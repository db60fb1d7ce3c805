//! `geodine-catalog` — the restaurant location store.
//!
//! The catalog owns the `RestaurantLocation` records that the distance
//! engine reads.  It answers "which restaurants could possibly be within
//! this radius?" with a cheap R-tree envelope query so the engine's exact
//! formula pass only sees plausible candidates; it never computes a final
//! distance itself.
//!
//! # Crate layout
//!
//! | Module     | Contents                                                  |
//! |------------|-----------------------------------------------------------|
//! | [`store`]  | `RestaurantCatalog` (R-tree + id index), `CatalogBuilder` |
//! | [`loader`] | CSV loading (`restaurant_id,lat,lon`)                     |
//! | [`error`]  | `CatalogError`, `CatalogResult<T>`                        |

pub mod error;
pub mod loader;
pub mod store;


pub use error::{CatalogError, CatalogResult};
pub use loader::{load_catalog_csv, load_catalog_reader};
pub use store::{CatalogBuilder, RestaurantCatalog};
//! SQLite spherical backend (feature `sqlite`).
//!
//! Delegates to a `spherical_distance(lat1, lon1, lat2, lon2)` SQL function
//! returning metres.  Stock SQLite builds do not ship one — availability is
//! probed at open time and a build without it fails with
//! [`DistanceError::BackendUnavailable`] before any query runs.
//!
//! A batch is served by exactly one SELECT: the points are staged in a temp
//! table inside a transaction and joined against the function, so the cost
//! per batch is one statement rather than N.

use std::path::Path;
use std::sync::Mutex;

use rusqlite::Connection;

use geodine_core::GeoPoint;

use crate::{DistResult, DistanceError, SphericalBackend};

/// A [`SphericalBackend`] backed by a SQLite connection.
///
/// The connection is wrapped in a `Mutex` because `rusqlite::Connection` is
/// not `Sync`; batches from concurrent requests serialize on it.
#[derive(Debug)]
pub struct SqliteSphericalBackend {
    conn: Mutex<Connection>,
}

impl SqliteSphericalBackend {
    /// Open the database at `path` and probe for the spherical function.
    pub fn open(path: &Path) -> DistResult<Self> {
        Self::from_connection(Connection::open(path)?)
    }

    /// In-memory variant, mainly for tests.
    pub fn open_in_memory() -> DistResult<Self> {
        Self::from_connection(Connection::open_in_memory()?)
    }

    /// Adopt an existing connection (e.g. one with an extension already
    /// loaded or a function already registered).
    pub fn from_connection(conn: Connection) -> DistResult<Self> {
        // Probe: a build lacking the function must fail here, not mid-query.
        if let Err(e) = conn.query_row(
            "SELECT spherical_distance(0.0, 0.0, 0.0, 0.0)",
            [],
            |row| row.get::<_, Option<f64>>(0),
        ) {
            return Err(DistanceError::BackendUnavailable(format!(
                "spherical_distance probe failed: {e}"
            )));
        }

        conn.execute_batch(
            "CREATE TEMP TABLE IF NOT EXISTS batch_points (
                 idx INTEGER PRIMARY KEY,
                 lat REAL NOT NULL,
                 lon REAL NOT NULL
             );",
        )?;

        Ok(Self { conn: Mutex::new(conn) })
    }
}

/// Query-time failures mean the capability is gone (connection dropped,
/// function unloaded), so they map to `BackendUnavailable`.
fn backend_err(e: rusqlite::Error) -> DistanceError {
    DistanceError::BackendUnavailable(e.to_string())
}

impl SphericalBackend for SqliteSphericalBackend {
    fn batch_meters(
        &self,
        center: GeoPoint,
        targets: &[GeoPoint],
    ) -> DistResult<Vec<Option<f64>>> {
        if targets.is_empty() {
            return Ok(Vec::new());
        }

        let conn = self
            .conn
            .lock()
            .map_err(|_| DistanceError::BackendUnavailable("connection mutex poisoned".into()))?;

        let tx = conn.unchecked_transaction().map_err(backend_err)?;
        let out = {
            tx.execute("DELETE FROM batch_points", []).map_err(backend_err)?;

            {
                let mut insert = tx
                    .prepare_cached("INSERT INTO batch_points (idx, lat, lon) VALUES (?1, ?2, ?3)")
                    .map_err(backend_err)?;
                for (i, t) in targets.iter().enumerate() {
                    insert
                        .execute(rusqlite::params![i as i64, t.lat(), t.lon()])
                        .map_err(backend_err)?;
                }
            }

            let mut select = tx
                .prepare_cached(
                    "SELECT spherical_distance(?1, ?2, lat, lon) \
                     FROM batch_points ORDER BY idx",
                )
                .map_err(backend_err)?;

            let mut out = Vec::with_capacity(targets.len());
            let mut rows = select
                .query(rusqlite::params![center.lat(), center.lon()])
                .map_err(backend_err)?;
            while let Some(row) = rows.next().map_err(backend_err)? {
                out.push(row.get::<_, Option<f64>>(0).map_err(backend_err)?);
            }
            out
        };
        tx.commit().map_err(backend_err)?;

        Ok(out)
    }
}

/// Register a pure-Rust `spherical_distance` implementation on `conn`.
///
/// For builds whose SQLite has no geospatial extension: tests and demos use
/// this to stand in for a capable server.  Uses the sphere radius common to
/// database geospatial functions (6 370 986 m), which differs slightly from
/// the haversine strategy's 6 371 km mean radius — the two formulas agree to
/// well under 0.5 %.
pub fn register_spherical_distance(conn: &Connection) -> rusqlite::Result<()> {
    use rusqlite::functions::FunctionFlags;

    const DB_SPHERE_RADIUS_M: f64 = 6_370_986.0;

    conn.create_scalar_function(
        "spherical_distance",
        4,
        FunctionFlags::SQLITE_UTF8 | FunctionFlags::SQLITE_DETERMINISTIC,
        |ctx| {
            let lat1: f64 = ctx.get::<f64>(0)?.to_radians();
            let lon1: f64 = ctx.get::<f64>(1)?.to_radians();
            let lat2: f64 = ctx.get::<f64>(2)?.to_radians();
            let lon2: f64 = ctx.get::<f64>(3)?.to_radians();

            let h = ((lat2 - lat1) * 0.5).sin().powi(2)
                + lat1.cos() * lat2.cos() * ((lon2 - lon1) * 0.5).sin().powi(2);
            let h = h.clamp(0.0, 1.0);

            Ok(DB_SPHERE_RADIUS_M * 2.0 * h.sqrt().asin())
        },
    )
}
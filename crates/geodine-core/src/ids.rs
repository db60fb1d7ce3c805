//! Strongly typed restaurant identifier.
//!
//! `RestaurantId` wraps the catalog's external primary key (a `u64`, not a
//! dense index), so it deliberately has no `index()` helper.  It is
//! `Copy + Ord + Hash` so it can serve as a map key and as the deterministic
//! tie-breaker when two restaurants sit at the same distance.

use std::fmt;

/// External identifier of a restaurant in the catalog.
#[derive(Copy, Clone, PartialEq, Eq, Hash, PartialOrd, Ord, Debug)]
#[cfg_attr(feature = "serde", derive(serde::Serialize, serde::Deserialize))]
pub struct RestaurantId(pub u64);

impl fmt::Display for RestaurantId {
    fn fmt(&self, f: &mut fmt::Formatter<'_>) -> fmt::Result {
        write!(f, "RestaurantId({})", self.0)
    }
}

impl From<u64> for RestaurantId {
    #[inline]
    fn from(raw: u64) -> Self {
        RestaurantId(raw)
    }
}
//! A restaurant's geographic placement — the read-only input record the
//! distance engine consumes.  Owned by the catalog; the engine never mutates
//! or stores it.

use crate::{GeoPoint, RestaurantId};

/// A restaurant paired with its position.
#[derive(Copy, Clone, Debug, PartialEq)]
#[cfg_attr(feature = "serde", derive(serde::Serialize, serde::Deserialize))]
pub struct RestaurantLocation {
    pub id: RestaurantId,
    pub pos: GeoPoint,
}

impl RestaurantLocation {
    #[inline]
    pub fn new(id: RestaurantId, pos: GeoPoint) -> Self {
        Self { id, pos }
    }
}
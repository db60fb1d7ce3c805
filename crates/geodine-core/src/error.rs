//! Core error type.
//!
//! Sub-crates define their own error enums and wrap `GeoError` as one variant
//! via `#[from]`.  Keeping the core enum tiny means coordinate validation can
//! be reported uniformly from every boundary (constructors, CSV loaders,
//! deserialization).

use thiserror::Error;

/// The top-level error type for `geodine-core`.
#[derive(Debug, Error, Clone, PartialEq)]
pub enum GeoError {
    /// Latitude outside [-90, 90], longitude outside [-180, 180], or a
    /// non-finite value.  Rejected at construction — never clamped.
    #[error("invalid coordinate ({lat}, {lon}): lat must be in [-90, 90], lon in [-180, 180], both finite")]
    InvalidCoordinate { lat: f64, lon: f64 },
}

/// Shorthand result type for `geodine-core`.
pub type GeoResult<T> = Result<T, GeoError>;
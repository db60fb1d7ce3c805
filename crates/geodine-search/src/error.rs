//! Search-layer error type.

use thiserror::Error;

/// Errors produced by `geodine-search` — thin wrappers over the two
/// collaborator crates.
#[derive(Debug, Error)]
pub enum SearchError {
    #[error(transparent)]
    Distance(#[from] geodine_distance::DistanceError),

    #[error(transparent)]
    Catalog(#[from] geodine_catalog::CatalogError),

    #[error("invalid search radius: {0} km")]
    InvalidRadius(f64),
}

/// Shorthand result type for `geodine-search`.
pub type SearchResult<T> = Result<T, SearchError>;
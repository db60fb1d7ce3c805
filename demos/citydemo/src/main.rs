//! citydemo — smallest runnable example for the geodine library.
//!
//! Loads a dozen Warsaw restaurants from inline CSV, then runs the same
//! proximity query twice: once with the configured default (the
//! spherical-function strategy, backed here by an in-memory SQLite database
//! with a registered `spherical_distance` function) and once with the pure
//! haversine fallback, showing that the caller — not the engine — decides
//! what to do when a backend is unavailable.

use std::io::Cursor;
use std::sync::Arc;

use anyhow::{Context, Result};

use geodine_catalog::load_catalog_reader;
use geodine_core::GeoPoint;
use geodine_distance::sqlite::{register_spherical_distance, SqliteSphericalBackend};
use geodine_distance::{DistanceEngine, DistanceError, EngineConfig, FormulaChoice};
use geodine_search::{ProximitySearch, SearchRequest};

// ── Constants ─────────────────────────────────────────────────────────────────

/// Query center: the Palace of Culture and Science, Warsaw.
const CENTER_LAT: f64 = 52.2319;
const CENTER_LON: f64 = 21.0067;

const RADIUS_KM: f64 = 5.0;
const LIMIT: usize = 8;

// ── Catalog CSV ───────────────────────────────────────────────────────────────

// restaurant_id,lat,lon — a spread of central-Warsaw spots plus two far
// outliers (Kraków, Gdańsk) that the radius filter must drop.
const CATALOG_CSV: &str = "\
restaurant_id,lat,lon
1,52.2319,21.0067
2,52.2297,21.0122
3,52.2405,21.0200
4,52.2500,21.0120
5,52.2200,20.9800
6,52.2100,21.0400
7,52.2600,20.9850
8,52.1900,21.0600
9,52.2850,21.0700
10,52.1700,20.9200
11,50.0647,19.9450
12,54.3520,18.6466
";

fn main() -> Result<()> {
    let center = GeoPoint::new(CENTER_LAT, CENTER_LON)?;
    let request = SearchRequest::new(center, RADIUS_KM).with_limit(LIMIT);

    // ── Hard failure on a stock build ─────────────────────────────────────
    // A stock SQLite has no spherical_distance function; the probe at open
    // fails loudly instead of silently handing back a different formula.
    let bare = rusqlite::Connection::open_in_memory()?;
    match SqliteSphericalBackend::from_connection(bare) {
        Err(DistanceError::BackendUnavailable(reason)) => {
            println!("stock SQLite: {reason}");
        }
        Err(e) => return Err(e.into()),
        Ok(_) => println!("this SQLite build ships a spherical_distance function"),
    }

    // ── Default configuration: spherical-function strategy ────────────────
    let config = EngineConfig::default();
    println!("formula: {} (default)", config.formula);

    let engine = match build_spherical_engine(&config) {
        Ok(engine) => engine,
        Err(DistanceError::BackendUnavailable(reason)) => {
            // The engine never falls back on its own; switching formula is
            // an explicit caller decision.
            println!("spherical backend unavailable ({reason}); switching to haversine");
            DistanceEngine::haversine()
        }
        Err(e) => return Err(e.into()),
    };

    let catalog = load_catalog_reader(Cursor::new(CATALOG_CSV))
        .context("loading inline catalog")?;
    println!("catalog: {} restaurants", catalog.len());

    let label = engine.formula_choice().to_string();
    let search = ProximitySearch::new(catalog, engine);
    let hits = search.run(&request)?;
    print_results(&label, &hits);

    // ── Same query under the pure haversine fallback ──────────────────────
    let catalog = load_catalog_reader(Cursor::new(CATALOG_CSV))?;
    let search = ProximitySearch::new(catalog, DistanceEngine::haversine());
    let hits = search.run(&request)?;
    print_results("haversine", &hits);

    Ok(())
}

/// Open an in-memory SQLite database, register the spherical function, and
/// build the engine on top of it.
fn build_spherical_engine(config: &EngineConfig) -> Result<DistanceEngine, DistanceError> {
    debug_assert_eq!(config.formula, FormulaChoice::SphericalFunction);

    let conn = rusqlite::Connection::open_in_memory()
        .map_err(|e| DistanceError::BackendUnavailable(e.to_string()))?;
    register_spherical_distance(&conn)
        .map_err(|e| DistanceError::BackendUnavailable(e.to_string()))?;
    let backend = SqliteSphericalBackend::from_connection(conn)?;

    DistanceEngine::new(config, Some(Arc::new(backend)))
}

fn print_results(label: &str, hits: &[geodine_distance::RestaurantDistance]) {
    println!("\n{label}: {} within {RADIUS_KM} km", hits.len());
    for hit in hits {
        println!("  {:>16}  {:8.3} km", hit.id.to_string(), hit.distance_km);
    }
}
//! The `DistanceEngine` — one batch in, one distance per restaurant out.

use std::sync::Arc;

use geodine_core::{GeoPoint, RestaurantId, RestaurantLocation};

use crate::{
    DistResult, DistanceError, DistanceFormula, FormulaChoice, Haversine, SphericalBackend,
    SphericalFormula,
};

// ── Configuration ─────────────────────────────────────────────────────────────

/// Engine configuration, read once at construction.
///
/// `formula` typically comes from a process-wide setting string via
/// [`FormulaChoice::from_str`]; the default is
/// [`FormulaChoice::SphericalFunction`].
#[derive(Clone, Debug, Default)]
#[cfg_attr(feature = "serde", derive(serde::Serialize, serde::Deserialize))]
pub struct EngineConfig {
    pub formula: FormulaChoice,
}

// ── Result row ────────────────────────────────────────────────────────────────

/// Distance from a query center to one restaurant.
///
/// Derived and ephemeral — recomputed per query, never persisted.  For valid
/// inputs `distance_km` is always finite and ≥ 0, and exactly 0 for
/// coincident points.
#[derive(Copy, Clone, Debug, PartialEq)]
#[cfg_attr(feature = "serde", derive(serde::Serialize, serde::Deserialize))]
pub struct RestaurantDistance {
    pub id: RestaurantId,
    pub distance_km: f64,
}

// ── DistanceEngine ────────────────────────────────────────────────────────────

/// Computes great-circle distances from a center point to a batch of
/// restaurant locations.
///
/// The formula strategy is fixed at construction.  The engine holds no
/// mutable state, so one instance can serve concurrent requests.
///
/// # Example
///
/// ```rust,ignore
/// let engine = DistanceEngine::haversine();
/// let results = engine.compute_distances(center, catalog.locations())?;
/// ```
pub struct DistanceEngine {
    formula: Box<dyn DistanceFormula>,
    choice: FormulaChoice,
}

impl std::fmt::Debug for DistanceEngine {
    // Manual impl: the boxed formula strategy has no Debug bound.
    fn fmt(&self, f: &mut std::fmt::Formatter<'_>) -> std::fmt::Result {
        f.debug_struct("DistanceEngine")
            .field("formula", &self.choice)
            .finish_non_exhaustive()
    }
}

impl DistanceEngine {
    /// Build an engine from configuration.
    ///
    /// Selecting [`FormulaChoice::SphericalFunction`] without supplying a
    /// backend fails immediately with
    /// [`DistanceError::BackendUnavailable`] — there is no silent fallback
    /// to haversine.
    pub fn new(
        config: &EngineConfig,
        backend: Option<Arc<dyn SphericalBackend>>,
    ) -> DistResult<Self> {
        let formula: Box<dyn DistanceFormula> = match config.formula {
            FormulaChoice::Haversine => Box::new(Haversine),
            FormulaChoice::SphericalFunction => {
                let backend = backend.ok_or_else(|| {
                    DistanceError::BackendUnavailable(
                        "formula \"spherical-function\" selected but no backend supplied".into(),
                    )
                })?;
                Box::new(SphericalFormula::new(backend))
            }
        };
        Ok(Self { formula, choice: config.formula })
    }

    /// Convenience constructor for the pure haversine engine; cannot fail.
    pub fn haversine() -> Self {
        Self { formula: Box::new(Haversine), choice: FormulaChoice::Haversine }
    }

    /// The formula this engine was constructed with.
    pub fn formula_choice(&self) -> FormulaChoice {
        self.choice
    }

    /// Distance in kilometres from `center` to every restaurant in `points`.
    ///
    /// One result per input, in input order — ranking and radius filtering
    /// are the caller's step (see `geodine-search`).  An empty input yields
    /// an empty output, not an error.
    pub fn compute_distances(
        &self,
        center: GeoPoint,
        points: &[RestaurantLocation],
    ) -> DistResult<Vec<RestaurantDistance>> {
        if points.is_empty() {
            return Ok(Vec::new());
        }

        let targets: Vec<GeoPoint> = points.iter().map(|p| p.pos).collect();
        let kms = self.formula.batch_km(center, &targets)?;
        debug_assert_eq!(kms.len(), points.len());

        points
            .iter()
            .zip(kms)
            .map(|(p, km)| {
                if !km.is_finite() || km < 0.0 {
                    return Err(DistanceError::NumericDomain(km));
                }
                Ok(RestaurantDistance { id: p.id, distance_km: km })
            })
            .collect()
    }
}
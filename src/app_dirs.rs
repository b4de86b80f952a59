use directories::BaseDirs;
use std::path::PathBuf;

pub const DATA_DIR_ENV: &str = "EZFINGERPRINT_DATA_DIR";

pub fn app_name() -> &'static str {
  if cfg!(debug_assertions) {
    "EZFingerprintDev"
  } else {
    "EZFingerprint"
  }
}

/// Root directory for every file-backed store. Falls back to the working
/// directory when the platform exposes no home directory.
pub fn data_dir() -> PathBuf {
  #[cfg(test)]
  {
    if let Some(dir) = TEST_DATA_DIR.with(|cell| cell.borrow().clone()) {
      return dir;
    }
  }

  if let Ok(dir) = std::env::var(DATA_DIR_ENV) {
    return PathBuf::from(dir);
  }

  match BaseDirs::new() {
    Some(dirs) => dirs.data_local_dir().join(app_name()),
    None => PathBuf::from(".").join(app_name()),
  }
}

pub fn settings_dir() -> PathBuf {
  data_dir().join("settings")
}

pub fn cookie_jar_path() -> PathBuf {
  data_dir().join("cookies.json")
}

pub fn local_storage_path() -> PathBuf {
  data_dir().join("local_storage.json")
}

pub fn database_path() -> PathBuf {
  data_dir().join("EZFingerprint.sqlite")
}

#[cfg(test)]
thread_local! {
  static TEST_DATA_DIR: std::cell::RefCell<Option<PathBuf>> = const { std::cell::RefCell::new(None) };
}

#[cfg(test)]
pub struct TestDirGuard;

#[cfg(test)]
impl Drop for TestDirGuard {
  fn drop(&mut self) {
    TEST_DATA_DIR.with(|cell| *cell.borrow_mut() = None);
  }
}

#[cfg(test)]
pub fn set_test_data_dir(dir: PathBuf) -> TestDirGuard {
  TEST_DATA_DIR.with(|cell| *cell.borrow_mut() = Some(dir));
  TestDirGuard
}
//! Canonical serialization and digest.
//!
//! The canonical form is compact `serde_json` with every object's keys
//! sorted at every depth, so the same record always yields the same bytes
//! on every platform whatever feature set `serde_json` was built with.

use serde_json::{Map, Value};
use sha2::{Digest, Sha256};

use crate::error::Result;
use crate::fingerprint::types::Fingerprint;

/// Length of a rendered digest in hex characters.
pub const DIGEST_HEX_LEN: usize = 64;

pub fn canonical_value(fingerprint: &Fingerprint) -> Result<Value> {
  Ok(sort_keys(serde_json::to_value(fingerprint)?))
}

pub fn canonical_json(fingerprint: &Fingerprint) -> Result<String> {
  Ok(serde_json::to_string(&canonical_value(fingerprint)?)?)
}

pub fn canonical_bytes(fingerprint: &Fingerprint) -> Result<Vec<u8>> {
  Ok(serde_json::to_vec(&canonical_value(fingerprint)?)?)
}

fn sort_keys(value: Value) -> Value {
  match value {
    Value::Object(object) => {
      let mut entries: Vec<(String, Value)> = object.into_iter().collect();
      entries.sort_by(|a, b| a.0.cmp(&b.0));
      let mut sorted = Map::new();
      for (key, value) in entries {
        sorted.insert(key, sort_keys(value));
      }
      Value::Object(sorted)
    }
    Value::Array(items) => Value::Array(items.into_iter().map(sort_keys).collect()),
    other => other,
  }
}

/// SHA-256 of `bytes` as lowercase hex without separators.
pub fn digest_hex(bytes: &[u8]) -> String {
  let mut hasher = Sha256::new();
  hasher.update(bytes);
  hex::encode(hasher.finalize())
}

pub fn hash_fingerprint(fingerprint: &Fingerprint) -> Result<String> {
  let bytes = canonical_bytes(fingerprint)?;
  Ok(digest_hex(&bytes))
}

■ TASK DETAILS: A complete answer gives every line of the records holding "EngineConfig".

■ RESPONSE:
use geodine_distance::{DistanceEngine, DistanceError, EngineConfig, FormulaChoice};
    let config = EngineConfig::default();
fn build_spherical_engine(config: &EngineConfig) -> Result<DistanceEngine, DistanceError> {
pub struct EngineConfig {
        config: &EngineConfig,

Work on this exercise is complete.